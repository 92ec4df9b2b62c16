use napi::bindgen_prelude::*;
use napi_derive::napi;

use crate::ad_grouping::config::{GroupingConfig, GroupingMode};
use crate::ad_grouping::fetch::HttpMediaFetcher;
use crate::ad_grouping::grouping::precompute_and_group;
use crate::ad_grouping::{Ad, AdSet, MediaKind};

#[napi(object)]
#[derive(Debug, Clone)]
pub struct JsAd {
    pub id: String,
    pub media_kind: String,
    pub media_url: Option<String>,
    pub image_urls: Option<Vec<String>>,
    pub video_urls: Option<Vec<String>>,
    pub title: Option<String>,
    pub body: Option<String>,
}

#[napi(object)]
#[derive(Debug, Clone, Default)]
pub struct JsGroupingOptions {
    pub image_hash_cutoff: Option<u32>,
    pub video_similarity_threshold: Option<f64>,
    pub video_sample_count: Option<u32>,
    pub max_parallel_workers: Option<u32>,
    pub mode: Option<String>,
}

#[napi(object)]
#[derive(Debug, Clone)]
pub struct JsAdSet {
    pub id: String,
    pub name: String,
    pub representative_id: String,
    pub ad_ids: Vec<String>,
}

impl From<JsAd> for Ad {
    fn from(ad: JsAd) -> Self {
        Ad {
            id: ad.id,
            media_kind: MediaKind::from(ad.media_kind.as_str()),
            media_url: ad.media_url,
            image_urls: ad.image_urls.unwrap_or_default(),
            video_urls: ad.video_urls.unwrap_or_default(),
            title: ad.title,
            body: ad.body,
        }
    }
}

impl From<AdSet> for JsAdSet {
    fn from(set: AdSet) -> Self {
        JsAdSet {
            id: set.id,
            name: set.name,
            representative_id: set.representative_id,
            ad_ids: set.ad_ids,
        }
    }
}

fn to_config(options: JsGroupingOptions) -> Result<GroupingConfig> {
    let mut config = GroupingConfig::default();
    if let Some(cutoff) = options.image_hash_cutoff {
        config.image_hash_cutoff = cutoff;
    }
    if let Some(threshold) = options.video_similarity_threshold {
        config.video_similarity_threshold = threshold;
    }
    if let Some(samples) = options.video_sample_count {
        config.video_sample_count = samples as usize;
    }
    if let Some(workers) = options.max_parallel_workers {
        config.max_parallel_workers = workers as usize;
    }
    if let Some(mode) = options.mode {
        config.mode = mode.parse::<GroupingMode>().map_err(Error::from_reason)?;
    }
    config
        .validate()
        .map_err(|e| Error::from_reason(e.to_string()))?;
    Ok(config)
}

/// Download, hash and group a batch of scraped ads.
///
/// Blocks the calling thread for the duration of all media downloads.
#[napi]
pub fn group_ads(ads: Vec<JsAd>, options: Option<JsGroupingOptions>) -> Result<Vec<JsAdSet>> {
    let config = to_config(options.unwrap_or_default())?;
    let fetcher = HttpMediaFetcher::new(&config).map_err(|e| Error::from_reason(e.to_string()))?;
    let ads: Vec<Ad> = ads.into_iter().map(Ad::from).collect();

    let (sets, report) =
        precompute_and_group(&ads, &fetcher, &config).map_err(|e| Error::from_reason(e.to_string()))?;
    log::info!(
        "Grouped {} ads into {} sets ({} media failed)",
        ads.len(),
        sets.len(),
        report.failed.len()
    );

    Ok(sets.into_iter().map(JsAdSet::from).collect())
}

*Activity:* Recreate the full listing above precisely.

*Task result:*
repository 92ec4df9b2b62c16
use napi::bindgen_prelude::*;
use napi_derive::napi;

use crate::ad_grouping::config::{GroupingConfig, GroupingMode};
use crate::ad_grouping::fetch::HttpMediaFetcher;
use crate::ad_grouping::grouping::precompute_and_group;
use crate::ad_grouping::{Ad, AdSet, MediaKind};

#[napi(object)]
#[derive(Debug, Clone)]
pub struct JsAd {
    pub id: String,
    pub media_kind: String,
    pub media_url: Option<String>,
    pub image_urls: Option<Vec<String>>,
    pub video_urls: Option<Vec<String>>,
    pub title: Option<String>,
    pub body: Option<String>,
}

#[napi(object)]
#[derive(Debug, Clone, Default)]
pub struct JsGroupingOptions {
    pub image_hash_cutoff: Option<u32>,
    pub video_similarity_threshold: Option<f64>,
    pub video_sample_count: Option<u32>,
    pub max_parallel_workers: Option<u32>,
    pub mode: Option<String>,
}

#[napi(object)]
#[derive(Debug, Clone)]
pub struct JsAdSet {
    pub id: String,
    pub name: String,
    pub representative_id: String,
    pub ad_ids: Vec<String>,
}

impl From<JsAd> for Ad {
    fn from(ad: JsAd) -> Self {
        Ad {
            id: ad.id,
            media_kind: MediaKind::from(ad.media_kind.as_str()),
            media_url: ad.media_url,
            image_urls: ad.image_urls.unwrap_or_default(),
            video_urls: ad.video_urls.unwrap_or_default(),
            title: ad.title,
            body: ad.body,
        }
    }
}

impl From<AdSet> for JsAdSet {
    fn from(set: AdSet) -> Self {
        JsAdSet {
            id: set.id,
            name: set.name,
            representative_id: set.representative_id,
            ad_ids: set.ad_ids,
        }
    }
}

fn to_config(options: JsGroupingOptions) -> Result<GroupingConfig> {
    let mut config = GroupingConfig::default();
    if let Some(cutoff) = options.image_hash_cutoff {
        config.image_hash_cutoff = cutoff;
    }
    if let Some(threshold) = options.video_similarity_threshold {
        config.video_similarity_threshold = threshold;
    }
    if let Some(samples) = options.video_sample_count {
        config.video_sample_count = samples as usize;
    }
    if let Some(workers) = options.max_parallel_workers {
        config.max_parallel_workers = workers as usize;
    }
    if let Some(mode) = options.mode {
        config.mode = mode.parse::<GroupingMode>().map_err(Error::from_reason)?;
    }
    config
        .validate()
        .map_err(|e| Error::from_reason(e.to_string()))?;
    Ok(config)
}

/// Download, hash and group a batch of scraped ads.
///
/// Blocks the calling thread for the duration of all media downloads.
#[napi]
pub fn group_ads(ads: Vec<JsAd>, options: Option<JsGroupingOptions>) -> Result<Vec<JsAdSet>> {
    let config = to_config(options.unwrap_or_default())?;
    let fetcher = HttpMediaFetcher::new(&config).map_err(|e| Error::from_reason(e.to_string()))?;
    let ads: Vec<Ad> = ads.into_iter().map(Ad::from).collect();

    let (sets, report) =
        precompute_and_group(&ads, &fetcher, &config).map_err(|e| Error::from_reason(e.to_string()))?;
    log::info!(
        "Grouped {} ads into {} sets ({} media failed)",
        ads.len(),
        sets.len(),
        report.failed.len()
    );

    Ok(sets.into_iter().map(JsAdSet::from).collect())
}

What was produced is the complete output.